### Exercise details
Should a line below contain the word "async", report it.

■ ■ ■ ■ ■

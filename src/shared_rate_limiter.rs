use std::time::SystemTime;

use crate::{MaxCount, SortedSetStore, StoreKey, TimebucketError, WindowSize, common::unix_seconds};

/// Configuration for a [`SharedRateLimiter`].
#[derive(Clone, Debug)]
pub struct SharedRateLimiterOptions {
    /// Most admissions allowed inside any trailing window.
    pub max_count: MaxCount,

    /// Length of the trailing window.
    pub window: WindowSize,

    /// Store key the admissions are recorded under.
    ///
    /// Limiters sharing a store and a name share their budget. If `None`, a
    /// random `shared_rate_limiter_<hex>` key is generated and the limiter is
    /// effectively private to this instance.
    pub name: Option<StoreKey>,
}

/// Sliding-window rate limiter whose state lives in a [`SortedSetStore`].
///
/// Every admission is recorded as a unique random token scored by its
/// wall-clock time. A check prunes tokens older than the window, counts the
/// rest, and records a new token only if the count is below `max_count`.
///
/// # Consistency Semantics
///
/// - **Approximate:** prune, count and insert are separate store calls, so
///   racing callers may both observe room for one more and both be admitted
/// - **Rejections have no side effects:** nothing is recorded for a rejected
///   call beyond pruning expired tokens
/// - **Wall-clock based:** instances on different hosts rely on their clocks
///   being in sync
///
/// # Examples
///
/// ```no_run
/// use std::time::Duration;
/// use timebucket::{
///     MaxCount, MemoryStore, SharedRateLimiter, SharedRateLimiterOptions, StoreKey, WindowSize,
/// };
///
/// # async fn run() -> Result<(), timebucket::TimebucketError> {
/// let limiter = SharedRateLimiter::new(
///     MemoryStore::new(),
///     SharedRateLimiterOptions {
///         max_count: MaxCount::try_from(3)?,
///         window: WindowSize::try_from(Duration::from_secs(1))?,
///         name: Some(StoreKey::try_from("crawler:example.com")?),
///     },
/// );
///
/// if limiter.try_admit().await? {
///     // proceed
/// }
/// # Ok(())
/// # }
/// ```
#[derive(Debug, Clone)]
pub struct SharedRateLimiter<S> {
    store: S,
    key: StoreKey,
    max_count: MaxCount,
    window: WindowSize,
}

impl<S: SortedSetStore> SharedRateLimiter<S> {
    /// Create a limiter over `store`.
    pub fn new(store: S, options: SharedRateLimiterOptions) -> Self {
        let key = options
            .name
            .unwrap_or_else(|| StoreKey::random("shared_rate_limiter_"));

        Self {
            store,
            key,
            max_count: options.max_count,
            window: options.window,
        }
    }

    /// Store key the admissions are recorded under.
    pub fn key(&self) -> &StoreKey {
        &self.key
    }

    /// Admit the event if fewer than `max_count` events were admitted within
    /// the trailing window.
    pub async fn try_admit(&self) -> Result<bool, TimebucketError> {
        let now = unix_seconds(SystemTime::now());

        let recorded = self.prune_and_count(now).await?;
        if recorded >= *self.max_count {
            tracing::trace!(key = %self.key, recorded, "shared_rate_limiter.rejected");
            return Ok(false);
        }

        let token = format!("{now:.6}-{:016x}", rand::random::<u64>());
        self.store.add_if_absent(&self.key, &token, now).await?;

        Ok(true)
    } // end method try_admit

    /// Number of admissions currently inside the window.
    pub async fn count(&self) -> Result<u64, TimebucketError> {
        self.prune_and_count(unix_seconds(SystemTime::now())).await
    }

    /// Forget every recorded admission.
    pub async fn clear(&self) -> Result<(), TimebucketError> {
        self.store.delete(&self.key).await
    }

    async fn prune_and_count(&self, now: f64) -> Result<u64, TimebucketError> {
        let window_start = now - self.window.as_secs_f64();

        self.store.remove_below(&self.key, window_start).await?;
        self.store.cardinality(&self.key).await
    }
}
use axum::extract::State;
use axum::Json;

use crate::db::models::{DeleteAck, HistoryDeleteRequest};
use crate::error::AppError;
use crate::state::AppState;

/// `DELETE /reddit/search/history`
///
/// Accepts either a drop-the-whole-collection flag or an explicit id set;
/// the acknowledgment reflects which path executed.
pub async fn delete_history_handler(
    State(state): State<AppState>,
    Json(request): Json<HistoryDeleteRequest>,
) -> Result<Json<DeleteAck>, AppError> {
    let ack = state.archive.delete_history(request).await?;
    Ok(Json(ack))
}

■ ■ ■ ■ ■

### Answer to this exercise
/// # async fn run() -> Result<(), timebucket::TimebucketError> {
    pub async fn try_admit(&self) -> Result<bool, TimebucketError> {
    pub async fn count(&self) -> Result<u64, TimebucketError> {
    pub async fn clear(&self) -> Result<(), TimebucketError> {
    async fn prune_and_count(&self, now: f64) -> Result<u64, TimebucketError> {
pub async fn delete_history_handler(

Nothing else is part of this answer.